Vingt minutes plus tard, le cobaye en est à son pic de stress biologique. Vous l’invitez alors à se mettre à table pour remplir une échelle de notation sur ses préférences intimes quant à la corpulence des femmes. Pour ce faire, vous disposez d’une échelle comportant dix photographies, images standardisées de femmes vues de face, avec des tailles correspondant à des indices de masse corporelle (IMC) allant de ce qu’il faut bien appeler la maigreur jusqu’à un enrobage atteignant l’obésité.
Crise ou pas, le corps maigre n’est jamais préféré
Conclusion: les faveurs des hommes «sous pression» vont de manière statistiquement significative vers des IMC féminins au dessus de la normalité hygiéniste. Et les jeunes hommes du groupe non stressé ne manifestent nullement d’attirance spontanée pour cette fourchette de corpulence. On observera toutefois qu’il n’y a pas de différence entre les deux groupes quant à la minceur minimum attrayante chez une femme. Qu’on se le dise : qu’ils soient stressés ou pas, les jeunes hommes (hétérosexuels et britanniques) ne considèrent pas les corps (féminins) trop minces comme remplissant les canons de l’esthétique.
Le site français santelog.com rapporte qu’à peine les conclusions de cette étude connues, certains médias britanniques sont allés, en plaisantant, jusqu’à prodiguer des conseils: inviter, en ces temps de crise, les femmes en quête d’un cœur (masculin) à prendre quelques kilogrammes supplémentaires. Il convient néanmoins de rappeler que ce conseil ne vaut que pour les femmes à la recherche d'un homme dont les nerfs sont en permanence à vifs. On en trouverait à la pelle aujourd’hui, dit-on, dans le quartier de la City.

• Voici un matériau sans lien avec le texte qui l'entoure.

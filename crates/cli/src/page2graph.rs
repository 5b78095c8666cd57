//! page2graph - Build article-separation graph inputs from page documents
//!
//! A command line tool that reads page documents (JSON), builds the
//! interaction graph with node and edge features plus the ground-truth
//! relations for each page, and writes one graph json per page.

use std::collections::HashMap;
use std::fs::{self, File};
use std::io::{BufReader, BufWriter};
use std::path::{Path, PathBuf};
use std::time::Instant;

use anyhow::Context;
use clap::{ArgAction, Parser, ValueEnum};
use tracing::{info, warn};
use tracing_subscriber::EnvFilter;

use pagegraph_core::api::{BatchOutput, GraphBuilder};
use pagegraph_core::features::ExternalFeatures;
use pagegraph_core::page::PageDocument;
use pagegraph_core::providers::{PrecomputedLineMetrics, PrecomputedSimilarity};
use pagegraph_core::separators::SeparatorStrategy;
use pagegraph_core::topology::Interaction;

/// Method for edge set generation.
#[derive(Debug, Clone, Copy, ValueEnum, Default)]
enum InteractionArg {
    /// Neighbors in the Delaunay triangulation over region centers (default)
    #[default]
    Delaunay,
    /// Every ordered pair of distinct regions
    Fully,
}

impl InteractionArg {
    fn to_interaction(self) -> Interaction {
        match self {
            InteractionArg::Delaunay => Interaction::Delaunay,
            InteractionArg::Fully => Interaction::Fully,
        }
    }

    /// Single-letter tag used in the derived output directory name.
    fn letter(self) -> char {
        match self {
            InteractionArg::Delaunay => 'd',
            InteractionArg::Fully => 'f',
        }
    }
}

/// Method for edge separator features.
#[derive(Debug, Clone, Copy, ValueEnum, Default)]
enum SeparatorArg {
    /// Rules over the bounding boxes of regions and separators (default)
    #[default]
    Bb,
    /// Intersections of the region-center segment with separator polygons
    Line,
}

impl SeparatorArg {
    fn to_strategy(self) -> SeparatorStrategy {
        match self {
            SeparatorArg::Bb => SeparatorStrategy::BoundingBox,
            SeparatorArg::Line => SeparatorStrategy::Line,
        }
    }
}

/// A command line tool that builds article-separation graph inputs from
/// page document json files.
#[derive(Parser, Debug)]
#[command(name = "page2graph")]
#[command(author, version, about, long_about = None)]
#[command(disable_version_flag = true)]
struct Args {
    /// One or more paths to page document json files
    #[arg(required = true)]
    files: Vec<PathBuf>,

    /// Print version information
    #[arg(short = 'v', long = "version", action = ArgAction::Version)]
    version: (),

    /// Use debug logging level
    #[arg(short = 'd', long, action = ArgAction::SetTrue)]
    debug: bool,

    // === Graph options ===
    /// Method for edge set generation
    #[arg(short = 'i', long, value_enum, default_value = "delaunay")]
    interaction: InteractionArg,

    /// Method for edge separator features
    #[arg(short = 's', long, value_enum, default_value = "bb")]
    separators: SeparatorArg,

    /// Also build visual regions for nodes and edges
    #[arg(short = 'V', long = "visual-regions", action = ArgAction::SetTrue)]
    visual_regions: bool,

    // === Collaborator data ===
    /// Additional feature sources, json files keyed by page id (repeatable)
    #[arg(short = 'e', long = "external-json")]
    external_json: Vec<PathBuf>,

    /// Precomputed per-line stroke width / text height tables (json)
    #[arg(long = "line-metrics")]
    line_metrics: Option<PathBuf>,

    /// Precomputed pairwise text similarity tables (json)
    #[arg(long = "similarity")]
    similarity: Option<PathBuf>,

    // === Output options ===
    /// Directory where graph jsons are written. Derived from the page
    /// directory and graph dimensions if not given
    #[arg(short = 'o', long = "output-dir")]
    output_dir: Option<PathBuf>,

    /// Number of worker threads (0 = one per core)
    #[arg(short = 'j', long, default_value = "0")]
    jobs: usize,
}

/// Default output directory: a sibling of the `page` directory named after
/// the graph dimensions, e.g. `.../page` becomes `.../json15d2v`.
fn default_output_dir(
    page_path: &Path,
    interaction: InteractionArg,
    node_width: usize,
    edge_width: usize,
    visual_regions: bool,
) -> PathBuf {
    let tag = format!(
        "json{}{}{}{}",
        node_width,
        interaction.letter(),
        edge_width,
        if visual_regions { "v" } else { "" }
    );
    let parent = page_path.parent().unwrap_or_else(|| Path::new("."));
    if parent.file_name().is_some_and(|name| name == "page") {
        parent.with_file_name(tag)
    } else {
        parent.join(tag)
    }
}

fn load_pages(files: &[PathBuf]) -> (Vec<PageDocument>, HashMap<String, PathBuf>, usize) {
    let mut pages = Vec::with_capacity(files.len());
    let mut paths = HashMap::new();
    let mut unreadable = 0usize;
    for path in files {
        let page: PageDocument = match File::open(path)
            .map_err(anyhow::Error::from)
            .and_then(|file| Ok(serde_json::from_reader(BufReader::new(file))?))
        {
            Ok(page) => page,
            Err(e) => {
                warn!(path = %path.display(), %e, "cannot read page document, skipping");
                unreadable += 1;
                continue;
            }
        };
        paths.insert(page.id.clone(), path.clone());
        pages.push(page);
    }
    (pages, paths, unreadable)
}

fn build_graph_builder(args: &Args) -> anyhow::Result<GraphBuilder> {
    let mut builder = GraphBuilder::new()
        .interaction(args.interaction.to_interaction())
        .separators(args.separators.to_strategy())
        .visual_regions(args.visual_regions)
        .parallel(args.jobs);

    let json_timer = Instant::now();
    for path in &args.external_json {
        let file = File::open(path)
            .with_context(|| format!("cannot open external json {}", path.display()))?;
        let source = ExternalFeatures::from_reader(BufReader::new(file))
            .with_context(|| format!("cannot parse external json {}", path.display()))?;
        builder = builder.external_features(source);
    }
    if !args.external_json.is_empty() {
        info!(
            elapsed = ?json_timer.elapsed(),
            count = args.external_json.len(),
            "loaded external jsons"
        );
    }

    if let Some(path) = &args.line_metrics {
        let file = File::open(path)
            .with_context(|| format!("cannot open line metrics {}", path.display()))?;
        let source = PrecomputedLineMetrics::from_reader(BufReader::new(file))
            .with_context(|| format!("cannot parse line metrics {}", path.display()))?;
        builder = builder.line_metrics(source);
    }

    if let Some(path) = &args.similarity {
        let file = File::open(path)
            .with_context(|| format!("cannot open similarity tables {}", path.display()))?;
        let source = PrecomputedSimilarity::from_reader(BufReader::new(file))
            .with_context(|| format!("cannot parse similarity tables {}", path.display()))?;
        builder = builder.similarity(source);
    }

    Ok(builder)
}

fn write_graphs(
    args: &Args,
    output: &BatchOutput,
    paths: &HashMap<String, PathBuf>,
) -> anyhow::Result<usize> {
    let mut out_dir = args.output_dir.clone();
    let mut written = 0usize;
    for result in &output.graphs {
        let page_path = match paths.get(&result.page_id) {
            Some(path) => path.clone(),
            None => PathBuf::from(&result.page_id),
        };
        // The derived directory depends on the feature widths, so it is
        // resolved from the first built graph.
        let dir = out_dir.get_or_insert_with(|| {
            default_output_dir(
                &page_path,
                args.interaction,
                result.graph.node_width(),
                result.graph.edge_width(),
                args.visual_regions,
            )
        });
        if !dir.is_dir() {
            fs::create_dir_all(dir.as_path())
                .with_context(|| format!("cannot create output directory {}", dir.display()))?;
            info!(dir = %dir.display(), "created output directory");
        }

        let file_name = page_path
            .file_stem()
            .map(|stem| stem.to_string_lossy().into_owned())
            .unwrap_or_else(|| result.page_id.clone());
        let out = dir.join(format!("{file_name}.json"));
        let file = File::create(&out)
            .with_context(|| format!("cannot create output file {}", out.display()))?;
        serde_json::to_writer(BufWriter::new(file), &result.graph)
            .with_context(|| format!("cannot write graph json {}", out.display()))?;
        info!(out = %out.display(), "saved graph json");
        written += 1;
    }
    Ok(written)
}

fn main() -> anyhow::Result<()> {
    let args = Args::parse();

    let default_level = if args.debug { "debug" } else { "info" };
    tracing_subscriber::fmt()
        .with_env_filter(
            EnvFilter::try_from_default_env().unwrap_or_else(|_| EnvFilter::new(default_level)),
        )
        .init();

    let builder = build_graph_builder(&args)?;
    let (pages, paths, unreadable) = load_pages(&args.files);

    let batch_timer = Instant::now();
    let output = builder.build_batch(&pages)?;
    info!(elapsed = ?batch_timer.elapsed(), "feature generation finished");

    let written = write_graphs(&args, &output, &paths)?;

    let discarded: usize = output.graphs.iter().map(|g| g.stats.discarded_regions).sum();
    let ambiguous: usize = output
        .graphs
        .iter()
        .map(|g| g.stats.ambiguous_assignments)
        .sum();
    info!(
        discarded_regions = discarded,
        ambiguous_assignments = ambiguous,
        "batch diagnostics"
    );
    info!("wrote {written}/{} files", args.files.len());
    if unreadable > 0 || !output.skipped.is_empty() {
        info!("skipped {} page(s):", unreadable + output.skipped.len());
        for skipped in &output.skipped {
            info!("  {}: {}", skipped.page_id, skipped.reason);
        }
    }

    Ok(())
}
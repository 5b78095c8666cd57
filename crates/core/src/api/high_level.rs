//! High-level graph extraction API.
//!
//! Provides the main public entry points:
//! - `build_page_graph()` - extract the graph for one page document
//! - `build_batch()` - extract graphs for a batch of pages in parallel
//!
//! A page runs through a fixed pipeline: degenerate-region discard, line
//! metrics, node features, interaction topology, text similarity, edge
//! features, optional visual regions, ground-truth relations. Failures are
//! fatal for their page only; `build_batch` records them as skip reasons and
//! keeps going.

use rayon::prelude::*;
use tracing::{debug, warn};

use crate::error::{GraphError, Result};
use crate::features::edge::{EdgeFeatureInputs, edge_feature};
use crate::features::external::{ExternalFeatures, PageFeatureTables};
use crate::features::node::node_feature;
use crate::geometry::PointF;
use crate::graph::{PageGraph, PageStats};
use crate::ground_truth::same_article_relations;
use crate::page::{PageDocument, discard_degenerate_regions};
use crate::providers::{LineMetrics, LineMetricsSource, TextSimilaritySource};
use crate::separators::SeparatorStrategy;
use crate::topology::{Interaction, interacting_nodes};
use crate::visual::{edge_batch, node_batch};

/// Options for graph extraction.
#[derive(Debug, Clone, Copy, PartialEq, Eq, Default)]
pub struct GraphOptions {
    /// Edge-set construction strategy.
    pub interaction: Interaction,

    /// Separator classification strategy for the edge separator block.
    pub separators: SeparatorStrategy,

    /// Also build visual regions for nodes and edges.
    pub visual_regions: bool,
}

/// A successfully built page graph with its diagnostics.
#[derive(Debug, Clone)]
pub struct PageGraphResult {
    pub page_id: String,
    pub graph: PageGraph,
    pub stats: PageStats,
}

/// A page skipped by a batch run, with the reason.
#[derive(Debug)]
pub struct SkippedPage {
    pub page_id: String,
    pub reason: GraphError,
}

/// Outcome of a batch run. Graphs keep the input page order, with skipped
/// pages removed.
#[derive(Debug, Default)]
pub struct BatchOutput {
    pub graphs: Vec<PageGraphResult>,
    pub skipped: Vec<SkippedPage>,
}

/// Builds the graph representation for a single page document.
///
/// `metrics_source` is the stroke-width/text-height collaborator; without
/// one, both blocks are 0.0 for every node. `similarity_source` contributes
/// the pairwise text-similarity edge block when present. Each entry of
/// `external` contributes one node and/or edge block per its per-page
/// tables.
///
/// Returns the graph together with the diagnostics accumulated while
/// building it.
pub fn build_page_graph(
    page: &PageDocument,
    options: &GraphOptions,
    metrics_source: Option<&dyn LineMetricsSource>,
    similarity_source: Option<&dyn TextSimilaritySource>,
    external: &[ExternalFeatures],
) -> Result<(PageGraph, PageStats)> {
    let mut stats = PageStats::default();

    if page.text_regions.is_empty() {
        return Err(GraphError::NoTextRegions {
            page: page.id.clone(),
        });
    }

    let mut regions = page.text_regions.clone();
    stats.discarded_regions = discard_degenerate_regions(&mut regions);
    let num_nodes = regions.len();
    if num_nodes < 2 {
        return Err(GraphError::TooFewRegions {
            page: page.id.clone(),
            count: num_nodes,
        });
    }

    let norm_x = f64::from(page.width);
    let norm_y = f64::from(page.height);

    let metrics = match metrics_source {
        Some(source) => source.line_metrics(page)?,
        None => LineMetrics::default(),
    };
    let (stroke_norm, height_norm) = metrics.maxima(regions.iter().flat_map(|r| r.lines.iter()));

    // Resolve each external source's tables for this page once; a source
    // without the page contributes nothing to any feature vector.
    let page_tables: Vec<Option<&PageFeatureTables>> = external
        .iter()
        .map(|source| source.page(&page.id))
        .collect();
    stats.missing_page_entries = page_tables.iter().filter(|tables| tables.is_none()).count();

    let mut node_features = Vec::with_capacity(num_nodes);
    for region in &regions {
        node_features.push(node_feature(
            region,
            norm_x,
            norm_y,
            &metrics,
            stroke_norm,
            height_norm,
            &page_tables,
            &mut stats,
        )?);
    }

    // Node positions for the topology come from the geometric block,
    // de-normalized back to pixel coordinates.
    let positions: Vec<PointF> = node_features
        .iter()
        .map(|feature| (feature[2] * norm_x, feature[3] * norm_y))
        .collect();
    let (edges, pass) = interacting_nodes(&page.id, options.interaction, &positions)?;
    stats.triangulation = pass;
    debug!(
        page = %page.id,
        num_nodes,
        num_edges = edges.len(),
        "built interaction topology"
    );

    let similarity = similarity_source.map(|source| {
        let texts: Vec<(String, String)> = regions
            .iter()
            .map(|region| (region.id.clone(), region.text()))
            .collect();
        source.pairwise(&page.id, &texts)
    });

    let inputs = EdgeFeatureInputs {
        separators: &page.separator_regions,
        policy: options.separators.policy(),
        similarity: similarity.as_ref(),
        external: &page_tables,
    };
    let mut edge_features = Vec::with_capacity(edges.len());
    for &[i, j] in &edges {
        edge_features.push(edge_feature(&regions[i], &regions[j], &inputs, &mut stats));
    }

    let (visual_regions_nodes, num_points_visual_regions_nodes) = if options.visual_regions {
        let batch = node_batch(&regions)?;
        (Some(batch.regions), Some(batch.num_points))
    } else {
        (None, None)
    };
    let (visual_regions_edges, num_points_visual_regions_edges) = if options.visual_regions {
        let batch = edge_batch(&regions, &edges);
        (Some(batch.regions), Some(batch.num_points))
    } else {
        (None, None)
    };

    let (gt_relations, ambiguous) = same_article_relations(&regions, &page.articles);
    stats.ambiguous_assignments = ambiguous;

    let graph = PageGraph {
        num_nodes,
        num_interacting_nodes: edges.len(),
        interacting_nodes: edges,
        node_features,
        edge_features,
        visual_regions_nodes,
        num_points_visual_regions_nodes,
        visual_regions_edges,
        num_points_visual_regions_edges,
        gt_num_relations: gt_relations.len(),
        gt_relations,
    };
    Ok((graph, stats))
}

/// Builds graphs for a batch of pages on the current rayon pool.
///
/// Pages are independent, so the batch is embarrassingly parallel. A page
/// that fails does not abort the batch; it lands in `skipped` with its
/// reason.
pub fn build_batch(
    pages: &[PageDocument],
    options: &GraphOptions,
    metrics_source: Option<&dyn LineMetricsSource>,
    similarity_source: Option<&dyn TextSimilaritySource>,
    external: &[ExternalFeatures],
) -> BatchOutput {
    let results: Vec<(String, Result<(PageGraph, PageStats)>)> = pages
        .par_iter()
        .map(|page| {
            (
                page.id.clone(),
                build_page_graph(page, options, metrics_source, similarity_source, external),
            )
        })
        .collect();

    let mut output = BatchOutput::default();
    for (page_id, result) in results {
        match result {
            Ok((graph, stats)) => output.graphs.push(PageGraphResult {
                page_id,
                graph,
                stats,
            }),
            Err(reason) => {
                warn!(page = %page_id, %reason, "skipping page");
                output.skipped.push(SkippedPage { page_id, reason });
            }
        }
    }
    output
}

Question relative à la parité : qui conduira l’enquête visant à cerner les évolutions des appétences corporelles féminines en temps de crise économique mondialisée? C’est là une question de santé publique. Et d’actualité.
(1) Cette publication pourra être rapprochée, en mode inversé, au célèbre film Les hommes préfèrent les blondes. (Gentlemen Prefer Blondes). On rappellera ici aux plus jeunes qu’il s’agit d’une comédie musicale signée Howard Hawks datant du début des Trente Glorieuses (expression créée par l’économiste français Jean Fourastié, 1907-1990). L’action se situe dans le milieu des danseuses américaines de revues. Opposition totale entre les caractères des deux vedettes: Lorelei Lee et Dorothy Shaw. Lorelei, blonde naïve, n'a d’appétence naturelle que pour les hommes riches et le mot «diamant». Dorothy, brune et tout sauf naïve, tombe toujours amoureuse d'hommes honnêtes mais peu fortunés. Lorelei est joué par Marylin Monroe dont on célèbre actuellement le cinquantenaire de la disparition tragique (à lire: «Marylin, dernières séances» de Michel Schneider, Editions Grasset).
Psychologues, cinéphiles et économistes observeront que le titre complet de ce film, sorti en 1953, était Howard Hawks' Gentlemen Prefer Blondes. Il s’agissait en effet d’un remake d'un film muet homonyme de Malcolm St. Clair, Gentlemen Prefer Blondes.Ce dernier était sorti en 1928. Soit, on le sait, précisément un an avant 1929 et ce qui survint cette année-là.